In these opening verses, Paul describes himself as foolish, as jealous, and as fearful—adjectives that are so uncharacteristic of this great Apostle! a state he could only be driven to by the unbearable thought of his dear spiritual children falling away from Christ! And as we go through this text we’ll outline it according to three reasons for which he’s in such turmoil. First, we’ll see the reason for his foolishness. Second, we’ll see the reason for his jealousy. And third, we’ll see the reason for his fear.
I. The Reason for His Foolishness (v. 2a)
First is the reason for his foolishness. Look with me at the first part of verse 2: “I wish that you would bear with me in a little foolishness. Indeed, do bear with me!
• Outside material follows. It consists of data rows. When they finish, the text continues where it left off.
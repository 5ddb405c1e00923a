use crate::config::{self, Config, WheelConfig};
use crate::content::SlotBook;
use crate::events::AppEvent;
use crate::gui::detail::DetailView;
use crate::gui::theme::{self, ThemeColors};
use crate::gui::wheel::{self, Scene};
use crate::gui::window;
use crate::sys::assets;
use gtk::prelude::*;
use gtk4 as gtk;
use relm4::prelude::*;
use std::cell::RefCell;
use std::rc::Rc;
use std::time::Duration;
use wheelwright::geometry::{Point, Viewport};
use wheelwright::input::Key;
use wheelwright::intent::Intent;
use wheelwright::machine::ScreenStateMachine;
use wheelwright::screen::{Screen, ScreenObserver};

/// Widget state mirrored from the machine after every message.
#[derive(Debug, Clone, Copy, Default, PartialEq, Eq)]
pub struct Chrome {
    pub splash: bool,
    pub main: bool,
    pub enter_lit: bool,
    pub left_lit: bool,
    pub right_lit: bool,
}

impl Chrome {
    fn of(machine: &ScreenStateMachine) -> Self {
        let hints = machine.hints();
        Self {
            splash: machine.splash_visible(),
            main: machine.screen() == Screen::Main,
            enter_lit: hints.is_lit(Key::Enter),
            left_lit: hints.is_lit(Key::ArrowLeft),
            right_lit: hints.is_lit(Key::ArrowRight),
        }
    }
}

pub struct AppInit {
    pub config: Config,
    pub rx: async_channel::Receiver<AppEvent>,
    pub observers: Vec<Box<dyn ScreenObserver>>,
}

pub struct AppModel {
    pub scene: Rc<RefCell<Scene>>,
    pub detail: DetailView,
    pub chrome: Chrome,
    pub drawing_area: gtk::DrawingArea,
}

#[derive(Debug)]
pub enum AppMsg {
    Intent(Intent),
    Key(Key),
    PointerDown(Point),
    /// Frame clock time of the refresh about to be drawn.
    Frame(Duration),
    ConfigReload,
}

impl From<AppEvent> for AppMsg {
    fn from(event: AppEvent) -> Self {
        match event {
            AppEvent::Intent(intent) => AppMsg::Intent(intent),
            AppEvent::ConfigReload => AppMsg::ConfigReload,
        }
    }
}

#[relm4::component(pub)]
impl SimpleComponent for AppModel {
    type Init = AppInit;
    type Input = AppMsg;
    type Output = ();

    view! {
        #[root]
        #[name = "window"]
        gtk::ApplicationWindow {
            set_title: Some("Chakra"),
            add_css_class: "chakra-window",

            add_controller = gtk::EventControllerKey {
                connect_key_pressed[sender] => move |_, key, _, _| {
                    match key.name().and_then(|name| name.parse::<Key>().ok()) {
                        Some(key) => {
                            sender.input(AppMsg::Key(key));
                            glib::Propagation::Stop
                        }
                        None => glib::Propagation::Proceed,
                    }
                }
            },

            #[name = "overlay"]
            gtk::Overlay {
                #[name = "drawing_area"]
                gtk::DrawingArea {
                    set_hexpand: true,
                    set_vexpand: true,
                    add_css_class: "chakra-scene",

                    add_controller = gtk::GestureClick {
                        connect_pressed[sender] => move |_, _, x, y| {
                            sender.input(AppMsg::PointerDown(Point::new(x, y)));
                        }
                    }
                },

                add_overlay = &gtk::Box {
                    set_orientation: gtk::Orientation::Vertical,
                    set_spacing: 18,
                    set_halign: gtk::Align::Center,
                    set_valign: gtk::Align::Center,
                    add_css_class: "chakra-splash",
                    #[watch]
                    set_visible: model.chrome.splash,

                    gtk::Label {
                        set_label: "Rigveda",
                        add_css_class: "title",
                    },
                    gtk::Label {
                        set_label: "Ten mandals around one wheel",
                    },
                    gtk::Button {
                        set_label: "Start",
                        set_halign: gtk::Align::Center,
                        connect_clicked[sender] => move |_| {
                            sender.input(AppMsg::Intent(Intent::Advance));
                        },
                    },
                },

                add_overlay = &gtk::Button {
                    set_label: "← Back",
                    set_halign: gtk::Align::Start,
                    set_valign: gtk::Align::Start,
                    set_margin_all: 18,
                    add_css_class: "chakra-back",
                    #[watch]
                    set_visible: model.chrome.main,
                    connect_clicked[sender] => move |_| {
                        sender.input(AppMsg::Intent(Intent::Back));
                    },
                },

                add_overlay = &gtk::Box {
                    set_orientation: gtk::Orientation::Vertical,
                    set_spacing: 7,
                    set_halign: gtk::Align::End,
                    set_valign: gtk::Align::End,
                    set_margin_all: 18,
                    set_can_target: false,
                    add_css_class: "chakra-controls",
                    #[watch]
                    set_visible: model.chrome.main,

                    gtk::Label {
                        set_markup: "<b>Enter</b>: Select",
                        set_halign: gtk::Align::Start,
                        #[watch]
                        set_class_active: ("lit", model.chrome.enter_lit),
                    },
                    gtk::Label {
                        set_markup: "<b>← Left Arrow</b>: Previous",
                        set_halign: gtk::Align::Start,
                        #[watch]
                        set_class_active: ("lit", model.chrome.left_lit),
                    },
                    gtk::Label {
                        set_markup: "<b>→ Right Arrow</b>: Next",
                        set_halign: gtk::Align::Start,
                        #[watch]
                        set_class_active: ("lit", model.chrome.right_lit),
                    },
                },
            }
        }
    }

    fn init(
        init: Self::Init,
        root: Self::Root,
        sender: ComponentSender<Self>,
    ) -> ComponentParts<Self> {
        let AppInit {
            config,
            rx,
            observers,
        } = init;

        theme::load_css();
        window::init_window(&root, config.display.overlay);

        let book = Rc::new(RefCell::new(SlotBook::from_config(&config)));
        let mut scene = Scene::new(config.settings(), book.clone());
        for observer in observers {
            scene.machine.observe(observer);
        }

        let detail = {
            let sender = sender.clone();
            DetailView::new(book, move || sender.input(AppMsg::Intent(Intent::Close)))
        };
        scene.machine.set_panel(Box::new(detail.clone()));

        let chrome = Chrome::of(&scene.machine);
        let model = AppModel {
            scene: Rc::new(RefCell::new(scene)),
            detail,
            chrome,
            drawing_area: gtk::DrawingArea::default(),
        };

        let widgets = view_output!();

        let mut model = model;
        model.drawing_area = widgets.drawing_area.clone();
        widgets.overlay.add_overlay(&model.detail.root);

        let scene_draw = model.scene.clone();
        widgets
            .drawing_area
            .set_draw_func(move |drawing_area, cr, width, height| {
                let style_context = drawing_area.style_context();
                let colors = ThemeColors::from_context(&style_context);
                let viewport = Viewport::new(width as f64, height as f64);
                if let Err(e) = wheel::draw(cr, &scene_draw.borrow(), &colors, viewport) {
                    log::error!("Drawing error: {}", e);
                }
            });

        {
            let sender = sender.clone();
            widgets.drawing_area.add_tick_callback(move |_, clock| {
                let micros = u64::try_from(clock.frame_time()).unwrap_or_default();
                sender.input(AppMsg::Frame(Duration::from_micros(micros)));
                glib::ControlFlow::Continue
            });
        }

        load_wheel(model.scene.clone(), config.wheel);

        let sender_clone = sender.clone();
        relm4::spawn(async move {
            while let Ok(event) = rx.recv().await {
                sender_clone.input(AppMsg::from(event));
            }
        });

        ComponentParts { model, widgets }
    }

    fn update(&mut self, msg: Self::Input, _sender: ComponentSender<Self>) {
        match msg {
            AppMsg::Intent(intent) => {
                self.scene.borrow_mut().machine.apply(intent);
            }
            AppMsg::Key(key) => {
                self.scene.borrow_mut().machine.press_key(key);
            }
            AppMsg::PointerDown(at) => {
                let viewport = self.viewport();
                self.scene.borrow_mut().machine.pointer_down(at, viewport);
            }
            AppMsg::Frame(now) => {
                self.scene.borrow_mut().machine.tick(now);
            }
            AppMsg::ConfigReload => self.reload_config(),
        }

        self.chrome = Chrome::of(&self.scene.borrow().machine);
        self.drawing_area.queue_draw();
    }
}

impl AppModel {
    fn viewport(&self) -> Viewport {
        Viewport::new(
            self.drawing_area.width() as f64,
            self.drawing_area.height() as f64,
        )
    }

    fn reload_config(&mut self) {
        match config::load_config() {
            Ok(new_config) => {
                let mut scene = self.scene.borrow_mut();
                *scene.book.borrow_mut() = SlotBook::from_config(&new_config);
                scene.machine.apply_settings(new_config.settings());
                drop(scene);
                self.detail.refresh();
                log::info!("Configuration reloaded");
            }
            Err(e) => log::error!("Failed to reload config: {}", e),
        }
    }
}

/// Loads the wheel once the main loop is idle. Until then, and for good if
/// the configured image cannot be loaded, the wheel stays absent.
fn load_wheel(scene: Rc<RefCell<Scene>>, wheel: WheelConfig) {
    glib::idle_add_local_once(move || {
        let image = match &wheel.asset {
            Some(asset) => match assets::load_wheel_image(asset) {
                Ok(pixbuf) => Some(pixbuf),
                Err(e) => {
                    log::error!("Failed to load wheel image: {}", e);
                    return;
                }
            },
            None => None,
        };
        scene.borrow_mut().attach_wheel(wheel.width, image);
    });
}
For I am jealous for you with a godly jealousy.” “Bear with the foolish boasting that I’m about to engage in, because I’m acting out of jealousy!”
We know that jealousy can drive someone to rash and foolish actions. Proverbs 6:34 says, “Jealousy enrages a man.” Proverbs 27:4 says, “Wrath is fierce and anger is a flood, but who can stand before jealousy?” And James 4:2 says, “You are envious”—or, “You are jealous and cannot obtain; so you fight and quarrel.” Jealousy often makes make people say and do things that they wouldn’t normally say or do. And in this case, Paul’s jealousy for the faithfulness of the Corinthians is driving him to foolishness. John Calvin paraphrases Paul’s thought like this: “Do not demand that I should show the equable temper of a man that is at ease, and not excited by any emotion, for that vehemence of jealousy, with which I am inflamed towards you, does not suffer me to be at ease” (399). Someone comes to Paul and says, “Whoa, Paul, calm down! Get a hold of yourself!” And Paul says, “Don’t expect me to be calm when my dear spiritual children are in danger of committing spiritual adultery! Of abandoning faithfulness to Christ for smooth talking prosperity preaching! There is nothing more serious in the world! The last thing you can expect from me is dispassionate reasoning! My heart burns hot for my children in the faith!”
And Paul describes this jealousy in a striking way. He says, “I am jealous for you with a godly jealousy,” or, literally, “with the jealousy of God.” Paul is experiencing the very same jealousy that God Himself experiences. We don’t often think about it, and when we do we tend to explain it away somehow, but Scripture is clear that God is jealous. In fact, there are few things in Scripture that are as well-attested as the truth that Yahweh our God is a jealous God. In Exodus 20 verse 5, just after God has given the Second Commandment which prohibits idolatry, God says, “You shall not worship them or serve them; for I, Yahweh your God, am a jealous God.” And this is a consistent theme in the Law. The prohibition to idolatry is constantly grounded in Yahweh’s jealousy. Deuteronomy 4:23–24: “So watch yourselves, that you do not forget the covenant of Yahweh your God which He made with you, and make for yourselves a graven image in the form of anything against which Yahweh your God has commanded you. For Yahweh your God is a consuming fire, a jealous God.” And again in Deuteronomy 6:14–15: “You shall not follow other gods, any of the gods of the peoples who surround you, for Yahweh your God in the midst of you is a jealous God; otherwise the anger of Yahweh your God will be kindled against you, and He will wipe you off the face of the earth.” As we know, Israel brazenly defies these commandments by fashioning the golden calf and attempting to worship Yahweh through that graven image. After Moses intercedes and the Lord agrees not to destroy the whole nation, He promises to enter into covenant with them once again. And again He grounds the command to flee idolatry in His jealousy, with a significant intensification. Exodus 34:14: “For you shall not worship any other god, for Yahweh, whose name is Jealous, is a jealous God.” Jealousy so runs to the heart of God’s character that He declares that His name is Jealous! In the book of Nahum, which prophesies the destruction of Nineveh for Assyria’s wickedness, the first thing the prophet says in Nahum 1:2 is, “A jealous and avenging God is Yahweh.”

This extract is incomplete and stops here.